Sita was informed that its bid had been unsuccessful on 18 April 2008. The final contracts between GMWDA and the winning tenderer VL were delayed due to changes in the specification as a result of the credit crunch. These changes to the project were negotiated with VL after it was selected preferred bidder. GMWDA finally entered into a contract with VL on this basis on 8 April 2009 and issued a press release to that effect.

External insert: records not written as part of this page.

//! Sequential fetching of one batch

use std::path::{Path, PathBuf};
use std::sync::Arc;

use tokio::fs;
use tokio::sync::mpsc::UnboundedSender;
use tokio_util::sync::CancellationToken;
use tracing::{debug, warn};

use crate::config::{MirrorSet, SyncConfig};
use crate::core::error::{FileOperation, SyncError};
use crate::core::outcome::{FetchOutcome, FetchRecord};
use crate::core::progress::{emit, ProgressCallback, SyncEvent};
use crate::core::tree::Batch;
use crate::decompress::Decompressor;
use crate::transport::Transport;

/// Everything workers of one run share
pub(crate) struct WorkerContext {
    pub transport: Arc<dyn Transport>,
    pub decompressor: Arc<dyn Decompressor>,
    pub mirrors: Arc<MirrorSet>,
    pub config: Arc<SyncConfig>,
    pub destination: PathBuf,
    pub progress: Option<ProgressCallback>,
    /// Records are sent as each file finishes, so they survive a worker panic
    pub records: UnboundedSender<FetchRecord>,
}

/// Fetches the leaves of one batch in order until done or asked to stop
pub(crate) struct FetchWorker {
    id: usize,
    stop: CancellationToken,
    context: Arc<WorkerContext>,
}

impl FetchWorker {
    pub fn new(id: usize, stop: CancellationToken, context: Arc<WorkerContext>) -> Self {
        Self { id, stop, context }
    }

    /// Process the batch; leaves not reached before a stop produce no record.
    /// Returns whether the worker stopped before the end of its batch.
    pub async fn run(self, batch: Batch) -> bool {
        let mut finished = 0;
        let mut stopped_early = false;

        for leaf in &batch.leaves {
            if self.stop.is_cancelled() {
                stopped_early = true;
                break;
            }

            let relative = batch.relative_path(leaf);
            let outcome = self.fetch(&relative).await;
            if outcome.is_failure() {
                warn!("{}: {}", relative, outcome);
            } else {
                debug!("{}: {}", relative, outcome);
            }

            emit(
                &self.context.progress,
                SyncEvent::FileFinished {
                    worker: self.id,
                    path: relative.clone(),
                    outcome: outcome.clone(),
                },
            );
            // The receiver lives as long as the run that spawned this worker
            let _ = self.context.records.send(FetchRecord::new(relative, outcome));
            finished += 1;
        }

        debug!(files = finished, stopped_early, "worker finished");
        emit(
            &self.context.progress,
            SyncEvent::WorkerFinished {
                worker: self.id,
                stopped_early,
            },
        );
        stopped_early
    }

    async fn fetch(&self, relative: &str) -> FetchOutcome {
        let body = match self.download(relative).await {
            Ok(body) => body,
            Err(last_status) => return FetchOutcome::DownloadFailed { last_status },
        };

        let path = local_path(&self.context.destination, relative);
        if let Err(reason) = write_file(&path, &body).await {
            return FetchOutcome::WriteFailed { reason };
        }

        if !self.context.config.should_decompress(relative) {
            return FetchOutcome::Downloaded;
        }

        let decompressor = Arc::clone(&self.context.decompressor);
        let decoded = tokio::task::spawn_blocking(move || decompressor.decompress(&body)).await;

        match decoded {
            Ok(Ok(data)) => match write_file(&path, &data).await {
                Ok(()) => FetchOutcome::Decompressed,
                Err(reason) => FetchOutcome::WriteFailed { reason },
            },
            Ok(Err(e)) => FetchOutcome::DecompressionFailed {
                reason: e.to_string(),
            },
            Err(e) => FetchOutcome::DecompressionFailed {
                reason: format!("decompressor panicked: {}", e),
            },
        }
    }

    /// Try each mirror in order; on failure returns the last status seen
    async fn download(&self, relative: &str) -> Result<Vec<u8>, Option<u16>> {
        let mut last_status = None;

        for url in self.context.mirrors.urls_for(relative) {
            match self.context.transport.get(&url).await {
                Ok(response) if response.is_ok() => return Ok(response.body),
                Ok(response) => {
                    debug!("{} answered {}", url, response.status);
                    last_status = Some(response.status);
                }
                Err(e) => {
                    debug!(
                        category = e.category(),
                        recoverable = e.is_recoverable(),
                        "{} unreachable: {}",
                        url,
                        e
                    );
                }
            }
        }

        Err(last_status)
    }
}

/// Destination path of a POSIX relative path under `root`
pub(crate) fn local_path(root: &Path, relative: &str) -> PathBuf {
    relative
        .split('/')
        .filter(|segment| !segment.is_empty())
        .fold(root.to_path_buf(), |path, segment| path.join(segment))
}

async fn write_file(path: &Path, data: &[u8]) -> Result<(), String> {
    store(path, data).await.map_err(|e| {
        e.log("Could not store download");
        match std::error::Error::source(&e) {
            Some(cause) => format!("{}: {}", e, cause),
            None => e.to_string(),
        }
    })
}

async fn store(path: &Path, data: &[u8]) -> crate::core::error::Result<()> {
    if let Some(parent) = path.parent() {
        fs::create_dir_all(parent)
            .await
            .map_err(|e| SyncError::file_system(parent, FileOperation::CreateDir, e))?;
    }
    fs::write(path, data)
        .await
        .map_err(|e| SyncError::file_system(path, FileOperation::Write, e))
}

#[cfg(test)]
mod tests {
    use super::*;

    #[test]
    fn test_local_path_joins_segments() {
        let root = Path::new("/assets");
        assert_eq!(local_path(root, "a.csv"), Path::new("/assets/a.csv"));
        assert_eq!(
            local_path(root, "csv_logic/sub/b.csv"),
            Path::new("/assets/csv_logic/sub/b.csv")
        );
    }
}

Sita argued that it should have been allowed to return to the tender process once material changes to the contract had been agreed. Sita also argued that the process was flawed since VL was offered the opportunity to amend its bid whilst Sita was given no such opportunity. On 27 August 2009 Sita launched a claim for damages against GMWDA for breach of the procurement rules. GMWDA sought to strike out Sita's case on the basis that proceedings were commenced outside the limitation period. GMWDA argued that Sita knew or ought to have known of the infringements by 8 April 2009 at the latest.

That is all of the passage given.